(Stored data)
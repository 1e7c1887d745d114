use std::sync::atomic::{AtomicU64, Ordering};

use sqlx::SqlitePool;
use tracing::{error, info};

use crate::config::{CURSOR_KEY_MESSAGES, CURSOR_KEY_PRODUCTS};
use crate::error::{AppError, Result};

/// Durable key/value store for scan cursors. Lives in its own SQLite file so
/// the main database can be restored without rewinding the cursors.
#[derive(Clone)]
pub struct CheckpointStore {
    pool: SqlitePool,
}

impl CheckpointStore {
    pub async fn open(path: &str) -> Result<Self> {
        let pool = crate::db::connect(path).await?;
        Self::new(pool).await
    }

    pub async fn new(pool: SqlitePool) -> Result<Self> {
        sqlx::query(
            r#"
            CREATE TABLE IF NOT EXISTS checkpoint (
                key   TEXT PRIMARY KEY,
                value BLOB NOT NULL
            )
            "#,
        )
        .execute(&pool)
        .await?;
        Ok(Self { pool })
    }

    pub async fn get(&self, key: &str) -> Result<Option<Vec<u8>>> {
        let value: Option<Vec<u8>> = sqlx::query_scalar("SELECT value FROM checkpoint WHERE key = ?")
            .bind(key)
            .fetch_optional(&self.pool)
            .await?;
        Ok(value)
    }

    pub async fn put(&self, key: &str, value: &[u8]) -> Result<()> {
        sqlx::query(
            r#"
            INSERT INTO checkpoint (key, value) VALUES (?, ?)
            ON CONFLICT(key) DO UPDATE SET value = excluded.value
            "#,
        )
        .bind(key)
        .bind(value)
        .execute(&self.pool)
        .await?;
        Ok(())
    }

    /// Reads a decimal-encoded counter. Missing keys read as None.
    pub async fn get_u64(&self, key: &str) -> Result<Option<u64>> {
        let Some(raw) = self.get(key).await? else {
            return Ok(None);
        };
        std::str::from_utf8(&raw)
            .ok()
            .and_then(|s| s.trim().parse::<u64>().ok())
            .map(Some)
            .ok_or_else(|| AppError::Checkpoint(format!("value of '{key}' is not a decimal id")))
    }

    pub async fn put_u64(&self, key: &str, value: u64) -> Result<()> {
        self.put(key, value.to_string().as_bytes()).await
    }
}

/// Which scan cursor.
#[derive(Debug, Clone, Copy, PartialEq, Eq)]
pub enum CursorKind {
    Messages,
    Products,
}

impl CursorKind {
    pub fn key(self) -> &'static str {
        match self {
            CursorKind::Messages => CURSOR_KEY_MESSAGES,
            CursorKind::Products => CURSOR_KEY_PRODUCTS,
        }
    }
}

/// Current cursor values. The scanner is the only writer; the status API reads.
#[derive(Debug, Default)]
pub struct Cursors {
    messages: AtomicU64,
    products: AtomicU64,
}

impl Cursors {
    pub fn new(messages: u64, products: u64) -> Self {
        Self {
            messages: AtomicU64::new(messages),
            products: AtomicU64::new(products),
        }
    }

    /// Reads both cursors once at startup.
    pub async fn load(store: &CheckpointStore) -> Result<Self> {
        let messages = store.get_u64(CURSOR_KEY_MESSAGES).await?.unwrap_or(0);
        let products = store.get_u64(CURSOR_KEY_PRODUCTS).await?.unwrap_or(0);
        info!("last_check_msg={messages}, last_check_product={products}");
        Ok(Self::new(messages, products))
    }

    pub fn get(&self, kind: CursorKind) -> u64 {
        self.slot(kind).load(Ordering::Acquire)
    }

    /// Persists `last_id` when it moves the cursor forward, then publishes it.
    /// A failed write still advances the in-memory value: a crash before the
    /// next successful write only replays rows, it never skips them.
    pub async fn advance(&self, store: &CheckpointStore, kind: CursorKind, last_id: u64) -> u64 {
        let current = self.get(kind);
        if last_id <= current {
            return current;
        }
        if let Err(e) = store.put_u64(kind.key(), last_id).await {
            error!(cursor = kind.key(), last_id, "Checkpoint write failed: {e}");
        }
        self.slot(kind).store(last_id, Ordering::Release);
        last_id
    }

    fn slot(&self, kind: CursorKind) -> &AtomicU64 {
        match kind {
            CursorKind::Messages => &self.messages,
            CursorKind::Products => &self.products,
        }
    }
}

#### [YOUR TASK]
Your output must be an exact copy of every entry.

#### [EXERCISE RESULT]
repository 1e7c1887d745d114
use std::sync::atomic::{AtomicU64, Ordering};

use sqlx::SqlitePool;
use tracing::{error, info};

use crate::config::{CURSOR_KEY_MESSAGES, CURSOR_KEY_PRODUCTS};
use crate::error::{AppError, Result};

/// Durable key/value store for scan cursors. Lives in its own SQLite file so
/// the main database can be restored without rewinding the cursors.
#[derive(Clone)]
pub struct CheckpointStore {
    pool: SqlitePool,
}

impl CheckpointStore {
    pub async fn open(path: &str) -> Result<Self> {
        let pool = crate::db::connect(path).await?;
        Self::new(pool).await
    }

    pub async fn new(pool: SqlitePool) -> Result<Self> {
        sqlx::query(
            r#"
            CREATE TABLE IF NOT EXISTS checkpoint (
                key   TEXT PRIMARY KEY,
                value BLOB NOT NULL
            )
            "#,
        )
        .execute(&pool)
        .await?;
        Ok(Self { pool })
    }

    pub async fn get(&self, key: &str) -> Result<Option<Vec<u8>>> {
        let value: Option<Vec<u8>> = sqlx::query_scalar("SELECT value FROM checkpoint WHERE key = ?")
            .bind(key)
            .fetch_optional(&self.pool)
            .await?;
        Ok(value)
    }

    pub async fn put(&self, key: &str, value: &[u8]) -> Result<()> {
        sqlx::query(
            r#"
            INSERT INTO checkpoint (key, value) VALUES (?, ?)
            ON CONFLICT(key) DO UPDATE SET value = excluded.value
            "#,
        )
        .bind(key)
        .bind(value)
        .execute(&self.pool)
        .await?;
        Ok(())
    }

    /// Reads a decimal-encoded counter. Missing keys read as None.
    pub async fn get_u64(&self, key: &str) -> Result<Option<u64>> {
        let Some(raw) = self.get(key).await? else {
            return Ok(None);
        };
        std::str::from_utf8(&raw)
            .ok()
            .and_then(|s| s.trim().parse::<u64>().ok())
            .map(Some)
            .ok_or_else(|| AppError::Checkpoint(format!("value of '{key}' is not a decimal id")))
    }

    pub async fn put_u64(&self, key: &str, value: u64) -> Result<()> {
        self.put(key, value.to_string().as_bytes()).await
    }
}

/// Which scan cursor.
#[derive(Debug, Clone, Copy, PartialEq, Eq)]
pub enum CursorKind {
    Messages,
    Products,
}

impl CursorKind {
    pub fn key(self) -> &'static str {
        match self {
            CursorKind::Messages => CURSOR_KEY_MESSAGES,
            CursorKind::Products => CURSOR_KEY_PRODUCTS,
        }
    }
}

/// Current cursor values. The scanner is the only writer; the status API reads.
#[derive(Debug, Default)]
pub struct Cursors {
    messages: AtomicU64,
    products: AtomicU64,
}

impl Cursors {
    pub fn new(messages: u64, products: u64) -> Self {
        Self {
            messages: AtomicU64::new(messages),
            products: AtomicU64::new(products),
        }
    }

    /// Reads both cursors once at startup.
    pub async fn load(store: &CheckpointStore) -> Result<Self> {
        let messages = store.get_u64(CURSOR_KEY_MESSAGES).await?.unwrap_or(0);
        let products = store.get_u64(CURSOR_KEY_PRODUCTS).await?.unwrap_or(0);
        info!("last_check_msg={messages}, last_check_product={products}");
        Ok(Self::new(messages, products))
    }

    pub fn get(&self, kind: CursorKind) -> u64 {
        self.slot(kind).load(Ordering::Acquire)
    }

    /// Persists `last_id` when it moves the cursor forward, then publishes it.
    /// A failed write still advances the in-memory value: a crash before the
    /// next successful write only replays rows, it never skips them.
    pub async fn advance(&self, store: &CheckpointStore, kind: CursorKind, last_id: u64) -> u64 {
        let current = self.get(kind);
        if last_id <= current {
            return current;
        }
        if let Err(e) = store.put_u64(kind.key(), last_id).await {
            error!(cursor = kind.key(), last_id, "Checkpoint write failed: {e}");
        }
        self.slot(kind).store(last_id, Ordering::Release);
        last_id
    }

    fn slot(&self, kind: CursorKind) -> &AtomicU64 {
        match kind {
            CursorKind::Messages => &self.messages,
            CursorKind::Products => &self.products,
        }
    }
}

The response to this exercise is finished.